Saturday, November 12, 2011

Sailor Mouth Saturday: Launch

To launch something is, in the general vernacular, to push or throw it. When dealing with ships that push is generally into the water. The word itself has two specific ancestors according to how it is being used, or so Webster tells us. The Old French word lanchier, meaning to throw or to hurl is probably the origin of the launch a boat use, while the Portuguese word lancha, possibly from the Maylay lanca, means a type of boat.

At sea, a ship is said to be launched when she “descends into her native element.” Things can be launched as well but generally speaking aboard ship launch means to move more than to throw as in “launch the tar bucket aft”. A launch is a ramp that allows a ship or boat to be launched. Launching ways are the timber platforms placed on the incline under the bottom of a ship. Sometimes known as bilge-ways, these platforms keep the ship upright while she is ashore for repair.

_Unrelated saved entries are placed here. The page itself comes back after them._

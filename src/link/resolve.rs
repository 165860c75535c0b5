// SPDX-FileCopyrightText: 2026 MyLiCuLa Contributors
// SPDX-License-Identifier: MIT

//! Symlink chain resolution.
//!
//! Walks the symlink chain rooted at a link source before anything touches
//! the filesystem. The walk simulates the link the caller asked for, so a
//! request that would close a cycle is caught while the cycle is still
//! hypothetical.

use crate::link::{LinkError, Result};

use std::{
    collections::HashSet,
    env::current_dir,
    fs,
    io::ErrorKind,
    path::{Component, Path, PathBuf},
};
use tracing::debug;

/// Follow the symlink chain rooted at `source`, pretending the requested
/// link at `link_path` already exists.
///
/// Chain nodes are compared on absolutized, lexically cleaned paths. The
/// walk classifies every way a chain can go wrong:
///
/// - Reaching `link_path`, or revisiting any earlier node, is a circular
///   reference.
/// - A non-repeating chain longer than `max_hops` is rejected.
/// - A chain that settles on a nonexistent entry means the source is
///   missing (this covers dangling symlinks anywhere along the chain).
///
/// On success, returns the resolved path the chain settles on.
///
/// # Errors
///
/// - Return [`LinkError::CircularReference`] if the chain revisits a node
///   or would pass through the requested link.
/// - Return [`LinkError::TooManyLevels`] if the chain exceeds `max_hops`.
/// - Return [`LinkError::SourceNotFound`] if the chain ends nowhere.
/// - Return [`LinkError::Filesystem`] if a stat or readlink fails outright.
pub(crate) fn walk_chain(source: &Path, link_path: &Path, max_hops: usize) -> Result<PathBuf> {
    let link_node = absolutize(link_path)?;
    let mut current = absolutize(source)?;
    let mut visited: HashSet<PathBuf> = HashSet::new();
    let mut hops = 0;

    loop {
        // INVARIANT: The requested link is treated as if it already exists,
        // so reaching it means the new link would close a cycle.
        if current == link_node {
            return Err(LinkError::CircularReference {
                link_path: link_path.to_path_buf(),
                cycle_node: current,
            });
        }

        if !visited.insert(current.clone()) {
            return Err(LinkError::CircularReference {
                link_path: link_path.to_path_buf(),
                cycle_node: current,
            });
        }

        let metadata = match fs::symlink_metadata(&current) {
            Ok(metadata) => metadata,
            Err(err) if err.kind() == ErrorKind::NotFound => {
                return Err(LinkError::SourceNotFound {
                    source_path: source.to_path_buf(),
                });
            }
            Err(err) => {
                return Err(LinkError::Filesystem {
                    source: err,
                    path: current,
                });
            }
        };

        if !metadata.file_type().is_symlink() {
            debug!("chain from {:?} settles at {:?}", source.display(), current.display());
            return Ok(current);
        }

        hops += 1;
        if hops > max_hops {
            return Err(LinkError::TooManyLevels {
                source_path: source.to_path_buf(),
                max_hops,
            });
        }

        let target = fs::read_link(&current).map_err(|err| LinkError::Filesystem {
            source: err,
            path: current.clone(),
        })?;

        // INVARIANT: Relative targets resolve against the link's own directory.
        current = if target.is_absolute() {
            clean(&target)
        } else {
            clean(&current.parent().unwrap_or(Path::new("/")).join(target))
        };
    }
}

/// Make a path absolute against the current working directory, then clean
/// it lexically.
///
/// Does not touch the filesystem beyond reading the working directory, so
/// it works for paths that do not exist yet.
pub(crate) fn absolutize(path: impl AsRef<Path>) -> Result<PathBuf> {
    let path = path.as_ref();
    let absolute = if path.is_absolute() {
        path.to_path_buf()
    } else {
        current_dir()
            .map_err(|err| LinkError::Filesystem {
                source: err,
                path: path.to_path_buf(),
            })?
            .join(path)
    };

    Ok(clean(&absolute))
}

/// Lexically normalize a path: drop `.` components and fold `..` onto the
/// component before it.
fn clean(path: &Path) -> PathBuf {
    let mut out = PathBuf::new();
    for component in path.components() {
        match component {
            Component::CurDir => {}
            Component::ParentDir => match out.components().next_back() {
                Some(Component::RootDir) => {}
                Some(Component::ParentDir) | None => out.push(component.as_os_str()),
                _ => {
                    out.pop();
                }
            },
            _ => out.push(component.as_os_str()),
        }
    }

    out
}

#[cfg(test)]
mod tests {
    use super::*;
    use pretty_assertions::assert_eq;
    use sealed_test::prelude::*;
    use std::os::unix::fs::symlink;

    #[test]
    fn clean_drops_dot_components() {
        assert_eq!(clean(Path::new("/a/./b/./c")), PathBuf::from("/a/b/c"));
    }

    #[test]
    fn clean_folds_parent_components() {
        assert_eq!(clean(Path::new("/a/b/../c")), PathBuf::from("/a/c"));
        assert_eq!(clean(Path::new("/../a")), PathBuf::from("/a"));
        assert_eq!(clean(Path::new("../a/b")), PathBuf::from("../a/b"));
    }

    #[sealed_test]
    fn absolutize_joins_working_directory() -> anyhow::Result<()> {
        let root = current_dir()?;
        assert_eq!(absolutize("a/b.txt")?, root.join("a/b.txt"));
        assert_eq!(absolutize("/a/b.txt")?, PathBuf::from("/a/b.txt"));
        Ok(())
    }

    #[sealed_test]
    fn walk_chain_settles_on_final_entry() -> anyhow::Result<()> {
        let root = current_dir()?;
        fs::write("base.txt", "")?;
        symlink("base.txt", "mid")?;
        symlink("mid", "top")?;

        let settled = walk_chain(Path::new("top"), Path::new("link"), 40)?;
        assert_eq!(settled, root.join("base.txt"));
        Ok(())
    }
}
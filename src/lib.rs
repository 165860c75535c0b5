// SPDX-FileCopyrightText: 2026 MyLiCuLa Contributors
// SPDX-License-Identifier: MIT

//! Personal Linux desktop provisioning toolkit.
//!
//! MyLiCuLa keeps a machine's personal plumbing in place: symbolic links to
//! utility scripts and configuration files, plus the package lists that the
//! surrounding install scripts feed to the system package manager.
//!
//! The crate is organized around one core component and two supporting
//! layouts:
//!
//! - [`link`]: the symlink reconciler, an idempotent check-then-act
//!   routine with cycle and depth detection
//! - [`manifest`]: TOML layout describing the links a provisioning pass
//!   should hold in place
//! - [`pkglist`]: parser for the comment-annotated package list format

pub mod link;
pub mod manifest;
pub mod path;
pub mod pkglist;

pub use link::{LinkError, LinkRequest, Linker, Outcome, MAX_HOPS};
pub use manifest::{LinkEntry, Manifest, ManifestError, ManifestSettings};
pub use pkglist::{PackageGroup, PackageList, PkgListError};
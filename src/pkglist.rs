// SPDX-FileCopyrightText: 2026 MyLiCuLa Contributors
// SPDX-License-Identifier: MIT

//! Package list parsing.
//!
//! Utilities to parse the comment-annotated package list format that
//! describes what a machine should have installed, and which repositories
//! and signing keys the packages come from.
//!
//! # Format
//!
//! A package list is plain text, read line by line:
//!
//! - Blank lines and ordinary `#` comments are ignored.
//! - A `# repo: <value>` annotation starts a new group whose packages
//!   install from that repository, e.g. `ppa:git-core/ppa`.
//! - A `# key: <url>` annotation attaches the GPG key for the current
//!   group's repository.
//! - Every other line lists one or more whitespace separated package
//!   names, optionally followed by a trailing `# comment`.
//!
//! Packages listed before any annotation belong to a leading group with no
//! repository or key, i.e. they install straight from the OS defaults.
//!
//! Installation itself is left to the surrounding install scripts. This
//! module only decides which packages belong to which repository and key,
//! so the scripts can add repositories and fetch keys before handing the
//! package names to the package manager.

use std::{
    fmt::{Display, Formatter, Result as FmtResult},
    str::FromStr,
};

/// Parsed package list.
#[derive(Debug, Default, Clone, PartialEq, Eq)]
pub struct PackageList {
    /// Package groups in listing order.
    pub groups: Vec<PackageGroup>,
}

impl PackageList {
    /// Total number of packages across all groups.
    pub fn package_count(&self) -> usize {
        self.groups.iter().map(|group| group.packages.len()).sum()
    }
}

impl FromStr for PackageList {
    type Err = PkgListError;

    fn from_str(data: &str) -> Result<Self, Self::Err> {
        let mut groups = Vec::new();
        let mut current = PackageGroup::default();

        for (index, raw) in data.lines().enumerate() {
            let line = raw.trim();
            if line.is_empty() {
                continue;
            }

            if let Some(comment) = line.strip_prefix('#') {
                let comment = comment.trim_start();
                if let Some(value) = comment.strip_prefix("repo:") {
                    let value = value.trim();
                    if value.is_empty() {
                        return Err(PkgListError::MissingValue {
                            line: index + 1,
                            annotation: "repo",
                        });
                    }

                    flush(&mut groups, &mut current);
                    current.repository = Some(value.to_owned());
                } else if let Some(value) = comment.strip_prefix("key:") {
                    let value = value.trim();
                    if value.is_empty() {
                        return Err(PkgListError::MissingValue {
                            line: index + 1,
                            annotation: "key",
                        });
                    }

                    // INVARIANT: A key annotation belongs to the group its
                    // repo annotation opened; it only starts a new group
                    // once packages have been listed.
                    if !current.packages.is_empty() {
                        flush(&mut groups, &mut current);
                    }
                    current.gpg_key = Some(value.to_owned());
                }

                continue;
            }

            let names = match line.split_once('#') {
                Some((names, _)) => names,
                None => line,
            };
            current
                .packages
                .extend(names.split_whitespace().map(str::to_owned));
        }

        flush(&mut groups, &mut current);

        Ok(Self { groups })
    }
}

impl Display for PackageList {
    fn fmt(&self, fmt: &mut Formatter<'_>) -> FmtResult {
        let mut first = true;
        for group in &self.groups {
            if !first {
                writeln!(fmt)?;
            }
            first = false;

            if let Some(repository) = &group.repository {
                writeln!(fmt, "# repo: {repository}")?;
            }
            if let Some(gpg_key) = &group.gpg_key {
                writeln!(fmt, "# key: {gpg_key}")?;
            }
            for package in &group.packages {
                writeln!(fmt, "{package}")?;
            }
        }

        Ok(())
    }
}

/// Packages that share a repository and signing key.
#[derive(Debug, Default, Clone, PartialEq, Eq)]
pub struct PackageGroup {
    /// Repository the packages install from, if not the OS default.
    pub repository: Option<String>,

    /// URL of the GPG key that signs the repository.
    pub gpg_key: Option<String>,

    /// Package names.
    pub packages: Vec<String>,
}

impl PackageGroup {
    fn is_empty(&self) -> bool {
        self.repository.is_none() && self.gpg_key.is_none() && self.packages.is_empty()
    }
}

fn flush(groups: &mut Vec<PackageGroup>, current: &mut PackageGroup) {
    if !current.is_empty() {
        groups.push(std::mem::take(current));
    }
}

/// Package list error types.
#[derive(Clone, Debug, thiserror::Error)]
pub enum PkgListError {
    /// Annotation with no value.
    #[error("line {line}: '{annotation}:' annotation is missing a value")]
    MissingValue { line: usize, annotation: &'static str },
}

/// Friendly result alias :3
pub type Result<T, E = PkgListError> = std::result::Result<T, E>;
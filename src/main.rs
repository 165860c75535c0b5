// SPDX-FileCopyrightText: 2026 MyLiCuLa Contributors
// SPDX-License-Identifier: MIT

use mylicula::{
    link::{LinkRequest, Linker, Outcome},
    manifest::{LinkEntry, Manifest},
    path::default_manifest_path,
    pkglist::PackageList,
};

use anyhow::{bail, Context, Result};
use clap::{Parser, Subcommand};
use std::{fs, path::PathBuf, process::exit};
use tracing::{error, info, warn};
use tracing_subscriber::{fmt, prelude::*, EnvFilter};

#[derive(Debug, Clone, Parser)]
#[command(
    about,
    override_usage = "\n  mylicula [options] <command>",
    subcommand_help_heading = "Commands",
    version
)]
struct Cli {
    #[command(subcommand)]
    pub command: Command,
}

impl Cli {
    fn run(self) -> Result<i32> {
        match self.command {
            Command::Link(opts) => run_link(opts),
            Command::Apply(opts) => run_apply(opts),
            Command::Init(opts) => run_init(opts),
            Command::Packages(opts) => run_packages(opts),
        }
    }
}

#[derive(Debug, Clone, Subcommand)]
enum Command {
    /// Reconcile a single symlink.
    #[command(override_usage = "mylicula link [options] <source> <link_path>")]
    Link(LinkOptions),

    /// Reconcile every link listed in the manifest.
    #[command(override_usage = "mylicula apply [options]")]
    Apply(ApplyOptions),

    /// Write a starter manifest.
    #[command(override_usage = "mylicula init [options]")]
    Init(InitOptions),

    /// Parse a package list and print its groups.
    #[command(override_usage = "mylicula packages [options] <file>")]
    Packages(PackagesOptions),
}

#[derive(Parser, Clone, Debug)]
#[command(author, about, long_about)]
struct LinkOptions {
    /// Path the link should point at.
    #[arg(value_name = "source")]
    pub source: PathBuf,

    /// Path the symbolic link should exist at.
    #[arg(value_name = "link_path")]
    pub link_path: PathBuf,

    /// Print a status line for the outcome.
    #[arg(short, long)]
    pub verbose: bool,
}

#[derive(Parser, Clone, Debug)]
#[command(author, about, long_about)]
struct ApplyOptions {
    /// Path to manifest instead of the default location.
    #[arg(short, long, value_name = "path")]
    pub manifest: Option<PathBuf>,

    /// Print a status line per reconciled link.
    #[arg(short, long)]
    pub verbose: bool,
}

#[derive(Parser, Clone, Debug)]
#[command(author, about, long_about)]
struct InitOptions {
    /// Brief description of what the manifest provisions.
    #[arg(short, long, value_name = "summary")]
    pub description: Option<String>,

    /// Path to write the manifest to instead of the default location.
    #[arg(short, long, value_name = "path")]
    pub manifest: Option<PathBuf>,
}

#[derive(Parser, Clone, Debug)]
#[command(author, about, long_about)]
struct PackagesOptions {
    /// Path to package list file.
    #[arg(value_name = "file")]
    pub file: PathBuf,
}

fn main() {
    let layer = fmt::layer().compact().with_target(false).without_time();
    let filter = EnvFilter::try_from_default_env()
        .or_else(|_| EnvFilter::try_new("info"))
        .unwrap();
    tracing_subscriber::registry().with(layer).with(filter).init();

    match run() {
        Ok(code) => exit(code),
        Err(error) => {
            error!("{error:?}");
            exit(1);
        }
    }
}

fn run() -> Result<i32> {
    Cli::parse().run()
}

fn run_link(opts: LinkOptions) -> Result<i32> {
    let linker = Linker::new(opts.verbose);
    let request = LinkRequest::new(opts.source, opts.link_path);
    let outcome = linker.reconcile(&request)?;

    Ok(outcome.exit_code())
}

fn run_apply(opts: ApplyOptions) -> Result<i32> {
    let path = match opts.manifest {
        Some(path) => path,
        None => default_manifest_path()?,
    };
    let data = fs::read_to_string(&path)
        .with_context(|| format!("failed to read manifest at {}", path.display()))?;
    let manifest: Manifest = data.parse()?;
    let requests = manifest.requests()?;

    let linker = Linker::new(opts.verbose);
    let (mut created, mut updated, mut skipped, mut failed) = (0usize, 0usize, 0usize, 0usize);
    for request in &requests {
        match linker.reconcile(request) {
            Ok(Outcome::Created) => created += 1,
            Ok(Outcome::Updated) => updated += 1,
            Ok(Outcome::Skipped) => skipped += 1,
            Err(error) => {
                failed += 1;
                warn!("{error}");
            }
        }
    }

    info!("{created} created, {updated} updated, {skipped} skipped, {failed} failed");

    // Same convention as a single link: 2 means "nothing to do".
    if failed > 0 {
        Ok(1)
    } else if created == 0 && updated == 0 && !requests.is_empty() {
        Ok(2)
    } else {
        Ok(0)
    }
}

fn run_init(opts: InitOptions) -> Result<i32> {
    let path = match opts.manifest {
        Some(path) => path,
        None => default_manifest_path()?,
    };
    if path.exists() {
        bail!("manifest already exists at {}", path.display());
    }

    let mut manifest = Manifest::default();
    manifest.settings.description = match opts.description {
        Some(description) => description,
        None => "<put one sentence description here>".into(),
    };
    manifest.links = Some(vec![LinkEntry {
        source: "<put path the link should point at here>".into(),
        target: Some(PathBuf::from("<put path the link should live at here>")),
        target_dir: None,
    }]);

    if let Some(parent) = path.parent() {
        mkdirp::mkdirp(parent)
            .with_context(|| format!("failed to create directory {}", parent.display()))?;
    }
    fs::write(&path, manifest.to_string())
        .with_context(|| format!("failed to write manifest at {}", path.display()))?;
    info!("wrote starter manifest to {}", path.display());

    Ok(0)
}

fn run_packages(opts: PackagesOptions) -> Result<i32> {
    let data = fs::read_to_string(&opts.file)
        .with_context(|| format!("failed to read package list at {}", opts.file.display()))?;
    let list: PackageList = data.parse()?;

    for group in &list.groups {
        if let Some(repository) = &group.repository {
            println!("repo {repository}");
        }
        if let Some(gpg_key) = &group.gpg_key {
            println!("key {gpg_key}");
        }
        for package in &group.packages {
            println!("package {package}");
        }
    }
    info!(
        "{} packages in {} groups",
        list.package_count(),
        list.groups.len()
    );

    Ok(0)
}
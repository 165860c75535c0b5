// SPDX-FileCopyrightText: 2026 MyLiCuLa Contributors
// SPDX-License-Identifier: MIT

//! Status reporting for link reconciliation.
//!
//! Verbose reconciliation emits one human-readable line per outcome. The
//! line starts with a bracketed tag (`[OK]`, `[SKIP]`, `[UPDATE]`,
//! `[ERROR]`); the rest of the wording is free-form. Where those lines end
//! up is left behind a small sink trait so callers can capture or redirect
//! them.

/// Destination for status lines.
pub trait StatusSink: Send + Sync + 'static {
    /// Deliver one complete status line.
    fn status(&self, line: &str);
}

/// Print status lines to stdout.
#[derive(Debug, Default)]
pub struct ConsoleSink;

impl StatusSink for ConsoleSink {
    fn status(&self, line: &str) {
        println!("{line}");
    }
}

A launch was and to some degree still is the largest boat in a man-of-war. The launch is usually longer and more flat in the bottom than a merchant’s long-boat or a fishing boat. This makes it more fit for rowing rather that sailing, thus its use in work away from the ship such as laying out line or cable or going ashore. A large man-of-war would have employed five or more boats including a launch, one or two cutters, a jolly-boat, the gig, usually reserved for transporting the captain, and a dinghy.

Launch ho! is an order that, perhaps surprisingly, has nothing to do with putting anything in the water. From The Sailor’s Word Book:

The order to let go the top-rope after the top-mast has been swayed up and fidded. It is literally “high enough.”

This is a precarious operation and one best done while at anchor when it is necessary to accomplish it at sea.

Header: Sunrise at Grand Manan by William Bradford


Timmy! said...

Ahoy, Pauline! I like the expression about the ship "descending into her native element.”

Beautiful painting, too...

Pauline said...

That is nice. Thank you Admiral Smyth.